**Exercise instructions:**
For this exercise, transcribe the records below without changing a word.

[Collected data]
====

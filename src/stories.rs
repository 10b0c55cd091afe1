use tracing::{debug, info};

use crate::api::{ApiResult, StoryApi};
use crate::models::{NewStory, Story};
use crate::session::Session;

/// Every story on the service, newest submissions first.
///
/// Mutations are applied locally only after the service confirms them.
#[derive(Debug, Clone, Default)]
pub struct StoryCollection {
    stories: Vec<Story>,
}

impl StoryCollection {
    pub fn new(stories: Vec<Story>) -> Self {
        Self { stories }
    }

    pub fn fetch_all(api: &dyn StoryApi) -> ApiResult<Self> {
        let stories = api.fetch_stories()?;
        info!(count = stories.len(), "loaded story list");
        Ok(Self::new(stories))
    }

    pub fn add_story(
        &mut self,
        api: &dyn StoryApi,
        session: &mut Session,
        new_story: &NewStory,
    ) -> ApiResult<Story> {
        let story = api.create_story(session.token(), new_story)?;
        self.insert_created(session, story.clone());
        Ok(story)
    }

    /// Local half of `add_story`, for a story the service has already created.
    pub fn insert_created(&mut self, session: &mut Session, story: Story) {
        debug!(story_id = %story.story_id, "adding story");
        session.insert_own_story(story.clone());
        self.stories.retain(|s| s.story_id != story.story_id);
        self.stories.insert(0, story);
    }

    pub fn remove_story(
        &mut self,
        api: &dyn StoryApi,
        session: &mut Session,
        story_id: &str,
    ) -> ApiResult<()> {
        api.delete_story(session.token(), story_id)?;
        self.apply_removed(session, story_id);
        Ok(())
    }

    /// Local half of `remove_story`: drops the story everywhere it is held.
    pub fn apply_removed(&mut self, session: &mut Session, story_id: &str) {
        debug!(story_id, "removing story");
        self.stories.retain(|s| s.story_id != story_id);
        session.forget_story(story_id);
    }

    pub fn find(&self, story_id: &str) -> Option<&Story> {
        self.stories.iter().find(|s| s.story_id == story_id)
    }

    pub fn iter(&self) -> std::slice::Iter<'_, Story> {
        self.stories.iter()
    }

    pub fn len(&self) -> usize {
        self.stories.len()
    }

    pub fn is_empty(&self) -> bool {
        self.stories.is_empty()
    }
}

impl<'a> IntoIterator for &'a StoryCollection {
    type Item = &'a Story;
    type IntoIter = std::slice::Iter<'a, Story>;

    fn into_iter(self) -> Self::IntoIter {
        self.stories.iter()
    }
}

====

**Expected answer:**
filename src/stories.rs
repository 10b0c55cd091afe1
use tracing::{debug, info};

use crate::api::{ApiResult, StoryApi};
use crate::models::{NewStory, Story};
use crate::session::Session;

/// Every story on the service, newest submissions first.
///
/// Mutations are applied locally only after the service confirms them.
#[derive(Debug, Clone, Default)]
pub struct StoryCollection {
    stories: Vec<Story>,
}

impl StoryCollection {
    pub fn new(stories: Vec<Story>) -> Self {
        Self { stories }
    }

    pub fn fetch_all(api: &dyn StoryApi) -> ApiResult<Self> {
        let stories = api.fetch_stories()?;
        info!(count = stories.len(), "loaded story list");
        Ok(Self::new(stories))
    }

    pub fn add_story(
        &mut self,
        api: &dyn StoryApi,
        session: &mut Session,
        new_story: &NewStory,
    ) -> ApiResult<Story> {
        let story = api.create_story(session.token(), new_story)?;
        self.insert_created(session, story.clone());
        Ok(story)
    }

    /// Local half of `add_story`, for a story the service has already created.
    pub fn insert_created(&mut self, session: &mut Session, story: Story) {
        debug!(story_id = %story.story_id, "adding story");
        session.insert_own_story(story.clone());
        self.stories.retain(|s| s.story_id != story.story_id);
        self.stories.insert(0, story);
    }

    pub fn remove_story(
        &mut self,
        api: &dyn StoryApi,
        session: &mut Session,
        story_id: &str,
    ) -> ApiResult<()> {
        api.delete_story(session.token(), story_id)?;
        self.apply_removed(session, story_id);
        Ok(())
    }

    /// Local half of `remove_story`: drops the story everywhere it is held.
    pub fn apply_removed(&mut self, session: &mut Session, story_id: &str) {
        debug!(story_id, "removing story");
        self.stories.retain(|s| s.story_id != story_id);
        session.forget_story(story_id);
    }

    pub fn find(&self, story_id: &str) -> Option<&Story> {
        self.stories.iter().find(|s| s.story_id == story_id)
    }

    pub fn iter(&self) -> std::slice::Iter<'_, Story> {
        self.stories.iter()
    }

    pub fn len(&self) -> usize {
        self.stories.len()
    }

    pub fn is_empty(&self) -> bool {
        self.stories.is_empty()
    }
}

impl<'a> IntoIterator for &'a StoryCollection {
    type Item = &'a Story;
    type IntoIter = std::slice::Iter<'a, Story>;

    fn into_iter(self) -> Self::IntoIter {
        self.stories.iter()
    }
}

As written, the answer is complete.